A day after the child-endangerment conviction of former Penn State president Graham Spanier was vacated by a federal judge, Pennsylvania Attorney General Josh Shapiro vowed Wednesday to appeal the decision.
Spanier, 70, was fired by Penn State in 2011, shortly after the emergence of the child-abuse scandal involving former Nittany Lions assistant football coach Jerry Sandusky. In the following year he was charged with eight counts, including three felonies, of perjury, obstruction and endangering the welfare of children.
Eventually, Spanier was convicted of a single, misdemeanor count of child endangerment, and he was on the verge of reporting to jail for two months when U.S. Magistrate Judge Karoline Mehalchick ruled that 2007 revisions to a Pennsylvania law should not have been applied to actions ascribed to Spanier in 2001.
Claiming that Spanier, while PSU president in 2001, “was personally advised that children were being sexually abused on school property,” Shapiro said in a statement, “Evidence proved he chose not to help the children — but instead to cover up the abuse, despite being well aware of his responsibility as a supervisor.
“In a last-minute and highly unusual decision yesterday evening, a federal magistrate set Spanier free just before he was finally about to begin serving his deserved sentence,” Shapiro continued. “Federal courts have very limited power to act in state criminal proceedings, and this ruling plainly exceeded that power.”
In response, Spanier’s lawyers said in a statement that they were “dismayed” that Shapiro “would blatantly and prejudicially misrepresent facts.” They asserted that “there is no evidence that Graham Spanier was personally advised that children were being sexually abused.”
Spanier and two other Penn State officials, former athletic director Tim Curley and former vice president Gary Schultz, were accused of not taking a 2001 report from another PSU coach, of seeing Sandusky in a shower with a young boy, to police or child-welfare authorities. Spanier said he was unaware of the severity of Sandusky’s behavior and characterized his impression of it at the time as “horseplay.”
During Spanier’s 2017 trial, prosecutors presented a 2001 email from him to Curley and Schultz, after the three administrators agreed to present what they’d learned only to Second Mile, a youth-focused charity tied to Sandusky. Spanier was shown in the email as saying that “the only downside for us is if the message isn’t ‘heard’ and acted upon, and we then become vulnerable for not having reported it.”
Curley and Schultz pleaded guilty to misdemeanor child endangerment in 2017 and served three and two months, respectively, in jail, but Spanier appealed his conviction. On Tuesday, Mehalchick gave prosecutors three months to decide whether to retry Spanier under the 1995 version of Pennsylvania’s child-endangerment law that would have been in place in 2001.
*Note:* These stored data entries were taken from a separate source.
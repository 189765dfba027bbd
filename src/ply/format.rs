//! PLY format constants and schema structures.

use std::fmt;

use crate::util::PrimitiveType;

/// First header line of every PLY file.
pub const PLY_MAGIC: &str = "ply";

/// Format version written to the `format` line.
pub const FORMAT_VERSION: &str = "1.0";

/// Header terminator line.
pub const END_HEADER: &str = "end_header";

/// Body encoding declared on the `format` line.
#[derive(Clone, Copy, Debug, Default, PartialEq, Eq, Hash)]
pub enum Encoding {
    /// Whitespace-separated text, one instance per line
    Ascii,
    /// Packed little-endian binary
    #[default]
    BinaryLittleEndian,
    /// Packed big-endian binary
    BinaryBigEndian,
}

impl Encoding {
    pub const fn name(self) -> &'static str {
        match self {
            Self::Ascii => "ascii",
            Self::BinaryLittleEndian => "binary_little_endian",
            Self::BinaryBigEndian => "binary_big_endian",
        }
    }

    pub fn from_name(name: &str) -> Option<Self> {
        match name {
            "ascii" => Some(Self::Ascii),
            "binary_little_endian" => Some(Self::BinaryLittleEndian),
            "binary_big_endian" => Some(Self::BinaryBigEndian),
            _ => None,
        }
    }

    #[inline]
    pub const fn is_binary(self) -> bool {
        !matches!(self, Self::Ascii)
    }
}

impl fmt::Display for Encoding {
    fn fmt(&self, f: &mut fmt::Formatter<'_>) -> fmt::Result {
        f.write_str(self.name())
    }
}

/// Scalar type of a property value or list length.
///
/// The PLY grammar knows two spellings for every type; both are accepted
/// when reading and the sized spelling is written.
#[derive(Clone, Copy, Debug, PartialEq, Eq, Hash)]
pub enum ScalarType {
    Int8,
    Uint8,
    Int16,
    Uint16,
    Int32,
    Uint32,
    Float32,
    Float64,
}

impl ScalarType {
    #[inline]
    pub const fn num_bytes(self) -> usize {
        match self {
            Self::Int8 | Self::Uint8 => 1,
            Self::Int16 | Self::Uint16 => 2,
            Self::Int32 | Self::Uint32 | Self::Float32 => 4,
            Self::Float64 => 8,
        }
    }

    /// Sized spelling, as written to headers.
    pub const fn name(self) -> &'static str {
        match self {
            Self::Int8 => "int8",
            Self::Uint8 => "uint8",
            Self::Int16 => "int16",
            Self::Uint16 => "uint16",
            Self::Int32 => "int32",
            Self::Uint32 => "uint32",
            Self::Float32 => "float32",
            Self::Float64 => "float64",
        }
    }

    /// Parse either spelling.
    pub fn from_name(name: &str) -> Option<Self> {
        match name {
            "int8" | "char" => Some(Self::Int8),
            "uint8" | "uchar" => Some(Self::Uint8),
            "int16" | "short" => Some(Self::Int16),
            "uint16" | "ushort" => Some(Self::Uint16),
            "int32" | "int" => Some(Self::Int32),
            "uint32" | "uint" => Some(Self::Uint32),
            "float32" | "float" => Some(Self::Float32),
            "float64" | "double" => Some(Self::Float64),
            _ => None,
        }
    }

    #[inline]
    pub const fn is_integer(self) -> bool {
        !matches!(self, Self::Float32 | Self::Float64)
    }

    /// Largest value representable by an integer type.
    pub const fn max_integer(self) -> Option<u64> {
        match self {
            Self::Int8 => Some(i8::MAX as u64),
            Self::Uint8 => Some(u8::MAX as u64),
            Self::Int16 => Some(i16::MAX as u64),
            Self::Uint16 => Some(u16::MAX as u64),
            Self::Int32 => Some(i32::MAX as u64),
            Self::Uint32 => Some(u32::MAX as u64),
            Self::Float32 | Self::Float64 => None,
        }
    }

    /// Primitive type this scalar maps to, if the store supports it.
    pub const fn primitive(self) -> Option<PrimitiveType> {
        match self {
            Self::Uint8 => Some(PrimitiveType::Uint8),
            Self::Uint16 => Some(PrimitiveType::Uint16),
            Self::Uint32 => Some(PrimitiveType::Uint32),
            Self::Float32 => Some(PrimitiveType::Float32),
            Self::Float64 => Some(PrimitiveType::Float64),
            Self::Int8 | Self::Int16 | Self::Int32 => None,
        }
    }
}

impl From<PrimitiveType> for ScalarType {
    fn from(ty: PrimitiveType) -> Self {
        match ty {
            PrimitiveType::Uint8 => Self::Uint8,
            PrimitiveType::Uint16 => Self::Uint16,
            PrimitiveType::Uint32 => Self::Uint32,
            PrimitiveType::Float32 => Self::Float32,
            PrimitiveType::Float64 => Self::Float64,
        }
    }
}

impl fmt::Display for ScalarType {
    fn fmt(&self, f: &mut fmt::Formatter<'_>) -> fmt::Result {
        f.write_str(self.name())
    }
}

/// Type of a declared property.
#[derive(Clone, Copy, Debug, PartialEq, Eq)]
pub enum PropertyType {
    /// One value per instance
    Scalar(ScalarType),
    /// Length prefix followed by that many values per instance
    List { length: ScalarType, value: ScalarType },
}

impl PropertyType {
    /// Type of the values (list items for list properties).
    #[inline]
    pub const fn value_type(self) -> ScalarType {
        match self {
            Self::Scalar(ty) => ty,
            Self::List { value, .. } => value,
        }
    }

    #[inline]
    pub const fn is_list(self) -> bool {
        matches!(self, Self::List { .. })
    }
}

/// A declared property of an element.
#[derive(Clone, Debug, PartialEq, Eq)]
pub struct PropertyDef {
    pub name: String,
    pub ty: PropertyType,
}

/// A declared element: `count` instances, each carrying every property.
#[derive(Clone, Debug, PartialEq, Eq)]
pub struct ElementDef {
    pub name: String,
    pub count: usize,
    pub properties: Vec<PropertyDef>,
}

impl ElementDef {
    pub fn new(name: impl Into<String>, count: usize) -> Self {
        Self {
            name: name.into(),
            count,
            properties: Vec::new(),
        }
    }

    /// Find a property index by name.
    pub fn property_index(&self, name: &str) -> Option<usize> {
        self.properties.iter().position(|p| p.name == name)
    }

    /// Fewest body bytes `count` instances can occupy.
    ///
    /// Binary instances need every scalar plus every list length prefix;
    /// ascii instances need at least one character per property. `None`
    /// means the size does not fit in a `u64`.
    pub fn min_body_len(&self, encoding: Encoding) -> Option<u64> {
        let per_instance: u64 = if encoding.is_binary() {
            self.properties
                .iter()
                .map(|p| match p.ty {
                    PropertyType::Scalar(ty) => ty.num_bytes() as u64,
                    PropertyType::List { length, .. } => length.num_bytes() as u64,
                })
                .sum()
        } else {
            self.properties.len() as u64
        };
        u64::try_from(self.count).ok()?.checked_mul(per_instance)
    }
}

/// Smallest unsigned length-prefix type that can hold `max_len`.
///
/// Lengths below 256 fit `uint8`, below 65536 fit `uint16`, anything larger
/// uses `uint32`.
pub const fn length_type_for(max_len: usize) -> ScalarType {
    if max_len < 256 {
        ScalarType::Uint8
    } else if max_len < 65536 {
        ScalarType::Uint16
    } else {
        ScalarType::Uint32
    }
}

/// Check that a name can appear as a single header token.
pub fn is_valid_name(name: &str) -> bool {
    !name.is_empty() && !name.chars().any(char::is_whitespace)
}

#[cfg(test)]
mod tests {
    use super::*;

    #[test]
    fn test_type_spellings() {
        assert_eq!(ScalarType::from_name("uchar"), Some(ScalarType::Uint8));
        assert_eq!(ScalarType::from_name("uint8"), Some(ScalarType::Uint8));
        assert_eq!(ScalarType::from_name("double"), Some(ScalarType::Float64));
        assert_eq!(ScalarType::from_name("list"), None);
        assert_eq!(ScalarType::Float32.name(), "float32");
    }

    #[test]
    fn test_length_type_thresholds() {
        assert_eq!(length_type_for(0), ScalarType::Uint8);
        assert_eq!(length_type_for(255), ScalarType::Uint8);
        assert_eq!(length_type_for(256), ScalarType::Uint16);
        assert_eq!(length_type_for(65535), ScalarType::Uint16);
        assert_eq!(length_type_for(65536), ScalarType::Uint32);
    }

    #[test]
    fn test_primitive_mapping() {
        for ty in PrimitiveType::ALL {
            assert_eq!(ScalarType::from(ty).primitive(), Some(ty));
        }
        assert_eq!(ScalarType::Int16.primitive(), None);
    }

    #[test]
    fn test_min_body_len() {
        let mut element = ElementDef::new("v", 10);
        element.properties.push(PropertyDef {
            name: "x".into(),
            ty: PropertyType::Scalar(ScalarType::Float32),
        });
        element.properties.push(PropertyDef {
            name: "idx".into(),
            ty: PropertyType::List {
                length: ScalarType::Uint16,
                value: ScalarType::Uint32,
            },
        });
        assert_eq!(element.min_body_len(Encoding::BinaryLittleEndian), Some(60));
        assert_eq!(element.min_body_len(Encoding::Ascii), Some(20));

        element.count = usize::MAX;
        assert_eq!(element.min_body_len(Encoding::BinaryBigEndian), None);

        element.properties.clear();
        assert_eq!(element.min_body_len(Encoding::BinaryLittleEndian), Some(0));
    }

    #[test]
    fn test_names() {
        assert!(is_valid_name("faceIndices"));
        assert!(is_valid_name("a.b.c"));
        assert!(!is_valid_name(""));
        assert!(!is_valid_name("two words"));
        assert_eq!(Encoding::from_name("binary_big_endian"), Some(Encoding::BinaryBigEndian));
    }
}
//! VariantStore - named collection of variants with prefix scoping.

use std::collections::BTreeMap;
use std::ops::{Deref, DerefMut};

use smallvec::SmallVec;

use super::serializable::Serializable;
use super::variant::Variant;
use crate::util::{Error, Result};

/// Ordered mapping from key to [`Variant`].
///
/// Keys iterate in lexicographic order. Reads and writes through the
/// keyed API are relative to the active prefix, which is changed with
/// [`VariantStore::scope`]; the stored key is always the full
/// concatenation.
#[derive(Clone, Debug)]
pub struct VariantStore {
    entries: BTreeMap<String, Variant>,
    prefixes: SmallVec<[String; 4]>,
    compatibility_mode: bool,
}

impl Default for VariantStore {
    fn default() -> Self {
        Self::new()
    }
}

impl VariantStore {
    /// Create an empty store with the empty prefix active.
    pub fn new() -> Self {
        Self {
            entries: BTreeMap::new(),
            prefixes: smallvec::smallvec![String::new()],
            compatibility_mode: false,
        }
    }

    pub(crate) fn from_entries(entries: BTreeMap<String, Variant>, compatibility_mode: bool) -> Self {
        Self {
            entries,
            compatibility_mode,
            ..Self::new()
        }
    }

    /// Flag given when the store was read. Stored, not interpreted.
    #[inline]
    pub fn compatibility_mode(&self) -> bool {
        self.compatibility_mode
    }

    /// Currently active prefix.
    #[inline]
    pub fn prefix(&self) -> &str {
        self.prefixes.last().map_or("", String::as_str)
    }

    /// Enter a nested prefix scope.
    ///
    /// The returned guard dereferences to this store with
    /// `current prefix + prefix` active. Dropping it restores the previous
    /// prefix.
    pub fn scope(&mut self, prefix: &str) -> Scope<'_> {
        let full = format!("{}{}", self.prefix(), prefix);
        self.prefixes.push(full);
        Scope { store: self }
    }

    fn full_key(&self, key: &str) -> String {
        format!("{}{}", self.prefix(), key)
    }

    /// Keys under the active prefix, with the prefix stripped.
    pub fn keys(&self) -> Vec<String> {
        let prefix = self.prefix();
        self.entries
            .keys()
            .filter_map(|k| k.strip_prefix(prefix))
            .map(str::to_string)
            .collect()
    }

    /// Insert a variant under `prefix + key`, returning any previous value.
    pub fn insert(&mut self, key: &str, variant: impl Into<Variant>) -> Option<Variant> {
        let key = self.full_key(key);
        self.entries.insert(key, variant.into())
    }

    pub fn get_variant(&self, key: &str) -> Option<&Variant> {
        self.entries.get(&self.full_key(key))
    }

    pub fn get_variant_mut(&mut self, key: &str) -> Option<&mut Variant> {
        let key = self.full_key(key);
        self.entries.get_mut(&key)
    }

    pub fn remove(&mut self, key: &str) -> Option<Variant> {
        let key = self.full_key(key);
        self.entries.remove(&key)
    }

    pub fn contains(&self, key: &str) -> bool {
        self.entries.contains_key(&self.full_key(key))
    }

    /// Store a typed value under `prefix + key`.
    pub fn set<V: Serializable>(&mut self, key: &str, value: &V) {
        self.insert(key, value.to_variant());
    }

    /// Fetch a typed value stored under `prefix + key`.
    pub fn get<V: Serializable>(&self, key: &str) -> Result<V> {
        let full = self.full_key(key);
        let variant = self
            .entries
            .get(&full)
            .ok_or_else(|| Error::KeyNotFound(full.clone()))?;
        V::from_variant(&full, variant)
    }

    /// All entries with their full keys, in key order.
    pub fn iter(&self) -> impl Iterator<Item = (&str, &Variant)> {
        self.entries.iter().map(|(k, v)| (k.as_str(), v))
    }

    /// Number of entries across all prefixes.
    #[inline]
    pub fn len(&self) -> usize {
        self.entries.len()
    }

    #[inline]
    pub fn is_empty(&self) -> bool {
        self.entries.is_empty()
    }

    /// Payload bytes the encoder writes for this store in a binary body.
    pub fn total_size(&self) -> usize {
        self.entries.values().map(Variant::byte_size).sum()
    }

    pub(crate) fn entries(&self) -> &BTreeMap<String, Variant> {
        &self.entries
    }
}

/// Guard for a nested prefix scope. See [`VariantStore::scope`].
pub struct Scope<'a> {
    store: &'a mut VariantStore,
}

impl Deref for Scope<'_> {
    type Target = VariantStore;

    fn deref(&self) -> &VariantStore {
        &*self.store
    }
}

impl DerefMut for Scope<'_> {
    fn deref_mut(&mut self) -> &mut VariantStore {
        &mut *self.store
    }
}

impl Drop for Scope<'_> {
    fn drop(&mut self) {
        if self.store.prefixes.len() > 1 {
            self.store.prefixes.pop();
        }
    }
}

#[cfg(test)]
mod tests {
    use super::*;
    use crate::util::{Matrix, PrimitiveType};

    #[test]
    fn test_prefix_scoping() -> Result<()> {
        let mut store = VariantStore::new();
        {
            let mut scope = store.scope("a.");
            scope.insert("x", Variant::matrix(PrimitiveType::Uint8, 1, 1)?);
            assert_eq!(scope.prefix(), "a.");
        }
        assert_eq!(store.prefix(), "");
        assert_eq!(store.keys(), vec!["a.x".to_string()]);

        let scope = store.scope("a.");
        assert_eq!(scope.keys(), vec!["x".to_string()]);
        assert!(scope.contains("x"));
        assert!(!scope.contains("a.x"));
        Ok(())
    }

    #[test]
    fn test_nested_scopes_concatenate() {
        let mut store = VariantStore::new();
        {
            let mut outer = store.scope("mesh.");
            {
                let mut inner = outer.scope("attr.");
                assert_eq!(inner.prefix(), "mesh.attr.");
                inner.set("scale", &2.0f32);
            }
            assert_eq!(outer.prefix(), "mesh.");
            assert_eq!(outer.keys(), vec!["attr.scale".to_string()]);
        }
        assert_eq!(store.get::<f32>("mesh.attr.scale").ok(), Some(2.0));
    }

    #[test]
    fn test_keys_are_lexicographic() {
        let mut store = VariantStore::new();
        for key in ["zeta", "alpha", "mid", "Alpha"] {
            store.set(key, &1u8);
        }
        assert_eq!(store.keys(), vec!["Alpha", "alpha", "mid", "zeta"]);
        let order: Vec<&str> = store.iter().map(|(k, _)| k).collect();
        assert_eq!(order, vec!["Alpha", "alpha", "mid", "zeta"]);
    }

    #[test]
    fn test_insert_replaces_and_remove() {
        let mut store = VariantStore::new();
        assert!(store.insert("k", Matrix::<u8>::zeros(1, 1).unwrap()).is_none());
        assert!(store.insert("k", Matrix::<u16>::zeros(1, 1).unwrap()).is_some());
        assert_eq!(store.len(), 1);
        assert!(store.get_variant("k").is_some());
        assert!(store.remove("k").is_some());
        assert!(store.is_empty());
        assert!(matches!(store.get::<u8>("k"), Err(Error::KeyNotFound(_))));
    }

    #[test]
    fn test_total_size() {
        let mut store = VariantStore::new();
        store.insert("m", Matrix::<f32>::zeros(3, 10).unwrap());
        store.insert("l", vec![vec![1u32, 2, 3], vec![4u32]]);
        assert_eq!(store.total_size(), 3 * 10 * 4 + (4 * 4 + 2));
    }
}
“Spanier submits that this retroactive application is unreasonable and far more extensive than anyone in 2001 would have been able to reasonably foresee,” she wrote in her decision. “The court agrees.”
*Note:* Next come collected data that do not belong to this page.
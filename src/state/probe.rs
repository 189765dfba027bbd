//! Cheap check whether a file holds serialized application state.

use std::path::Path;

use tracing::debug;

use super::store::VariantStore;
use crate::ply::PlyReader;

/// Header comment that marks a file as written by [`VariantStore::write`].
pub const STATE_MARKER: &str = "Instant Meshes Application State";

/// True if `path` is a readable PLY file whose header carries
/// [`STATE_MARKER`] as a comment. Only the header is read.
pub fn is_serialized_file(path: impl AsRef<Path>) -> bool {
    let path = path.as_ref();
    match PlyReader::open(path) {
        Ok(reader) => reader.header().comments().any(|c| c == STATE_MARKER),
        Err(e) => {
            debug!(path = %path.display(), error = %e, "not a state file");
            false
        }
    }
}

impl VariantStore {
    /// See [`is_serialized_file`].
    pub fn is_serialized_file(path: impl AsRef<Path>) -> bool {
        is_serialized_file(path)
    }
}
Shapiro took issue with that ruling, saying in his statement: “As the Pennsylvania Supreme Court has made crystal clear, Spanier’s conduct was illegal. The Office of Attorney General will quickly appeal this ruling to hold him accountable for his conduct covering up child sexual abuse. No one is above the law.”
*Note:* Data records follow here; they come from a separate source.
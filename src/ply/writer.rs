//! PLY writer.
//!
//! The schema is declared first (comments, elements, properties), then
//! [`PlyWriter::write_header`] freezes it and values are streamed with
//! [`PlyWriter::write`] in declaration order: instance by instance, property
//! by property, a list being its length followed by its items.

use std::io::Write;

use tracing::debug;

use super::format::*;
use super::header::Header;
use super::stream::OStream;
use crate::util::{Error, Result};

/// Position of the next value within the declared schema.
#[derive(Clone, Copy, Debug, Default)]
struct Cursor {
    element: usize,
    instance: usize,
    property: usize,
    /// Items still expected for the current list, once its length is written
    list_remaining: Option<usize>,
}

/// Writer for one PLY file.
///
/// Output goes to any [`Write`]; callers that target a file pass a
/// buffered handle and decide where the file finally lands.
pub struct PlyWriter<W: Write> {
    stream: OStream<W>,
    header: Header,
    header_len: Option<u64>,
    cursor: Cursor,
}

impl<W: Write> PlyWriter<W> {
    pub fn new(writer: W, encoding: Encoding) -> Self {
        Self {
            stream: OStream::new(writer, encoding),
            header: Header::new(encoding),
            header_len: None,
            cursor: Cursor::default(),
        }
    }

    #[inline]
    pub fn header(&self) -> &Header {
        &self.header
    }

    fn ensure_declaring(&self) -> Result<()> {
        if self.header_len.is_some() {
            return Err(Error::backend("header already written"));
        }
        Ok(())
    }

    pub fn add_comment(&mut self, text: &str) -> Result<()> {
        self.ensure_declaring()?;
        if text.contains(['\n', '\r']) {
            return Err(Error::backend("comment must be a single line"));
        }
        self.header.comments.push(text.to_string());
        Ok(())
    }

    /// Declare an element. Following properties attach to it.
    pub fn add_element(&mut self, name: &str, count: usize) -> Result<()> {
        self.ensure_declaring()?;
        if !is_valid_name(name) {
            return Err(Error::backend(format!("invalid element name '{name}'")));
        }
        if self.header.element_index(name).is_some() {
            return Err(Error::backend(format!("duplicate element '{name}'")));
        }
        self.header.elements.push(ElementDef::new(name, count));
        Ok(())
    }

    pub fn add_scalar_property(&mut self, name: &str, ty: ScalarType) -> Result<()> {
        self.add_property(name, PropertyType::Scalar(ty))
    }

    pub fn add_list_property(&mut self, name: &str, length: ScalarType, value: ScalarType) -> Result<()> {
        if !length.is_integer() {
            return Err(Error::backend(format!("list length type {length} is not an integer")));
        }
        self.add_property(name, PropertyType::List { length, value })
    }

    fn add_property(&mut self, name: &str, ty: PropertyType) -> Result<()> {
        self.ensure_declaring()?;
        if !is_valid_name(name) {
            return Err(Error::backend(format!("invalid property name '{name}'")));
        }
        let element = self
            .header
            .elements
            .last_mut()
            .ok_or_else(|| Error::backend("property declared before any element"))?;
        if element.property_index(name).is_some() {
            return Err(Error::backend(format!(
                "duplicate property '{name}' in element '{}'",
                element.name
            )));
        }
        element.properties.push(PropertyDef {
            name: name.to_string(),
            ty,
        });
        Ok(())
    }

    /// Emit the header. No declarations are accepted afterwards.
    pub fn write_header(&mut self) -> Result<u64> {
        self.ensure_declaring()?;
        let len = self.header.emit(self.stream.writer_mut())?;
        self.stream.advance(len);
        self.header_len = Some(len);
        self.skip_empty();
        debug!(
            elements = self.header.elements.len(),
            encoding = %self.header.encoding,
            bytes = len,
            "wrote header"
        );
        Ok(len)
    }

    /// Body bytes written so far.
    pub fn body_bytes(&self) -> u64 {
        self.stream.pos() - self.header_len.unwrap_or(self.stream.pos())
    }

    /// Move the cursor past elements that take no values.
    fn skip_empty(&mut self) {
        while let Some(element) = self.header.elements.get(self.cursor.element) {
            if element.count > 0 && !element.properties.is_empty() {
                break;
            }
            self.cursor.element += 1;
            self.cursor.instance = 0;
            self.cursor.property = 0;
        }
    }

    fn next_property(&mut self) -> Result<()> {
        self.cursor.property += 1;
        self.cursor.list_remaining = None;
        let element = &self.header.elements[self.cursor.element];
        if self.cursor.property == element.properties.len() {
            self.stream.end_instance()?;
            self.cursor.property = 0;
            self.cursor.instance += 1;
            if self.cursor.instance == element.count {
                self.cursor.instance = 0;
                self.cursor.element += 1;
                self.skip_empty();
            }
        }
        Ok(())
    }

    /// Write the next value of the body.
    pub fn write(&mut self, value: f64) -> Result<()> {
        if self.header_len.is_none() {
            return Err(Error::backend("write before header"));
        }
        let Some(element) = self.header.elements.get(self.cursor.element) else {
            return Err(Error::backend("more values written than declared"));
        };
        let property = &element.properties[self.cursor.property];

        match (property.ty, self.cursor.list_remaining) {
            (PropertyType::Scalar(ty), _) => {
                self.stream.write_scalar(ty, value)?;
                self.next_property()
            }
            (PropertyType::List { length, .. }, None) => {
                let fits = length.max_integer().is_some_and(|max| value <= max as f64);
                if value < 0.0 || value.fract() != 0.0 || !fits {
                    return Err(Error::backend(format!(
                        "list length {value} not representable as {length} in '{}.{}'",
                        element.name, property.name
                    )));
                }
                self.stream.write_scalar(length, value)?;
                if value == 0.0 {
                    self.next_property()
                } else {
                    self.cursor.list_remaining = Some(value as usize);
                    Ok(())
                }
            }
            (PropertyType::List { value: ty, .. }, Some(remaining)) => {
                self.stream.write_scalar(ty, value)?;
                if remaining == 1 {
                    self.next_property()
                } else {
                    self.cursor.list_remaining = Some(remaining - 1);
                    Ok(())
                }
            }
        }
    }

    /// Flush and close, returning the body size in bytes.
    ///
    /// Fails if fewer values were written than the header declares.
    pub fn close(mut self) -> Result<u64> {
        if self.header_len.is_none() {
            return Err(Error::backend("closed before header was written"));
        }
        if let Some(element) = self.header.elements.get(self.cursor.element) {
            return Err(Error::backend(format!(
                "incomplete body: element '{}' stopped at instance {} of {}",
                element.name, self.cursor.instance, element.count
            )));
        }
        self.stream.flush()?;
        Ok(self.body_bytes())
    }
}

#[cfg(test)]
mod tests {
    use super::*;
    use crate::ply::PlyReader;
    use std::fs::File;
    use std::io::{self, BufWriter};
    use tempfile::NamedTempFile;

    fn create(temp: &NamedTempFile, encoding: Encoding) -> Result<PlyWriter<BufWriter<File>>> {
        Ok(PlyWriter::new(BufWriter::new(temp.reopen()?), encoding))
    }

    /// Accepts `budget` bytes, then fails every write.
    struct FailingWriter {
        budget: usize,
    }

    impl Write for FailingWriter {
        fn write(&mut self, buf: &[u8]) -> io::Result<usize> {
            if self.budget == 0 {
                return Err(io::Error::other("disk full"));
            }
            let n = buf.len().min(self.budget);
            self.budget -= n;
            Ok(n)
        }

        fn flush(&mut self) -> io::Result<()> {
            Ok(())
        }
    }

    #[test]
    fn test_write_and_read_back() -> Result<()> {
        for encoding in [Encoding::Ascii, Encoding::BinaryLittleEndian, Encoding::BinaryBigEndian] {
            let temp = NamedTempFile::new()?;
            let mut writer = create(&temp, encoding)?;
            writer.add_comment("hello")?;
            writer.add_element("empty", 0)?;
            writer.add_scalar_property("value", ScalarType::Float32)?;
            writer.add_element("lists", 2)?;
            writer.add_list_property("value", ScalarType::Uint8, ScalarType::Uint16)?;
            writer.write_header()?;
            for v in [2.0, 10.0, 20.0, 0.0] {
                writer.write(v)?;
            }
            let body = writer.close()?;
            if encoding.is_binary() {
                assert_eq!(body, 1 + 2 * 2 + 1);
            }

            let mut reader = PlyReader::open(temp.path())?;
            assert_eq!(reader.header().encoding, encoding);
            assert_eq!(reader.header().comments, vec!["hello".to_string()]);
            reader.set_read_cb("lists", "value", 0, 0)?;
            let mut values = Vec::new();
            reader.read(|arg| {
                values.push(arg.value);
                Ok(())
            })?;
            assert_eq!(values, vec![2.0, 10.0, 20.0, 0.0]);
        }
        Ok(())
    }

    #[test]
    fn test_rejects_bad_declarations() -> Result<()> {
        let temp = NamedTempFile::new()?;
        let mut writer = create(&temp, Encoding::BinaryLittleEndian)?;
        assert!(writer.add_scalar_property("value", ScalarType::Uint8).is_err());
        assert!(writer.add_element("has space", 1).is_err());
        writer.add_element("a", 1)?;
        assert!(writer.add_element("a", 1).is_err());
        assert!(writer
            .add_list_property("value", ScalarType::Float32, ScalarType::Uint8)
            .is_err());
        writer.add_scalar_property("value", ScalarType::Uint8)?;
        assert!(writer.add_scalar_property("value", ScalarType::Uint8).is_err());
        assert!(writer.add_comment("two\nlines").is_err());
        Ok(())
    }

    #[test]
    fn test_value_count_is_enforced() -> Result<()> {
        let temp = NamedTempFile::new()?;
        let mut writer = create(&temp, Encoding::BinaryLittleEndian)?;
        writer.add_element("a", 1)?;
        writer.add_list_property("value", ScalarType::Uint8, ScalarType::Uint8)?;
        assert!(writer.write(1.0).is_err());
        writer.write_header()?;
        assert!(writer.write(256.0).is_err());
        writer.write(1.0)?;
        writer.write(9.0)?;
        assert!(writer.write(1.0).is_err());
        assert_eq!(writer.close()?, 2);

        let temp = NamedTempFile::new()?;
        let mut writer = create(&temp, Encoding::BinaryLittleEndian)?;
        writer.add_element("a", 2)?;
        writer.add_scalar_property("value", ScalarType::Uint8)?;
        writer.write_header()?;
        writer.write(1.0)?;
        assert!(matches!(writer.close(), Err(Error::Backend(_))));
        Ok(())
    }

    #[test]
    fn test_write_error_surfaces() -> Result<()> {
        let mut writer = PlyWriter::new(FailingWriter { budget: 0 }, Encoding::Ascii);
        writer.add_element("a", 1)?;
        writer.add_scalar_property("value", ScalarType::Uint8)?;
        assert!(matches!(writer.write_header(), Err(Error::Io(_))));

        let mut writer = PlyWriter::new(FailingWriter { budget: 100 }, Encoding::BinaryLittleEndian);
        writer.add_element("a", 64)?;
        writer.add_scalar_property("value", ScalarType::Float64)?;
        writer.write_header()?;
        let result = (0..64).try_for_each(|i| writer.write(i as f64));
        assert!(matches!(result, Err(Error::Io(_))));
        Ok(())
    }
}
In the 2017 trial, prosecutors claimed that if Spanier, Curley and/or Schultz — or former Penn State head coach Joe Paterno, for that matter — had gone to the proper authorities with the report of the alleged shower incident, instead of attempting to handle it internally, Sandusky might have been deterred from further abuses of children.
In 2012, Sandusky, then 68, was convicted on 45 counts related to sexually abusing 10 young boys, and he was sentenced to 30 to 60 years in prison. In February, a Pennsylvania court denied his request for a new trial but ordered a resentencing, ruling that the 2012 judicial decision was based on an improper application of mandatory minimums.
Before Mehalchick’s ruling, Spanier was set to begin a two-month term Wednesday in the Centre County (Pa.) Correctional Facility, to be followed by two months of house arrest at his home in State College, Pa. Since being fired as president, according to reports, Spanier has remained a tenured PSU professor on paid administrative leave, with the university obliged by a separation agreement to pay his legal fees.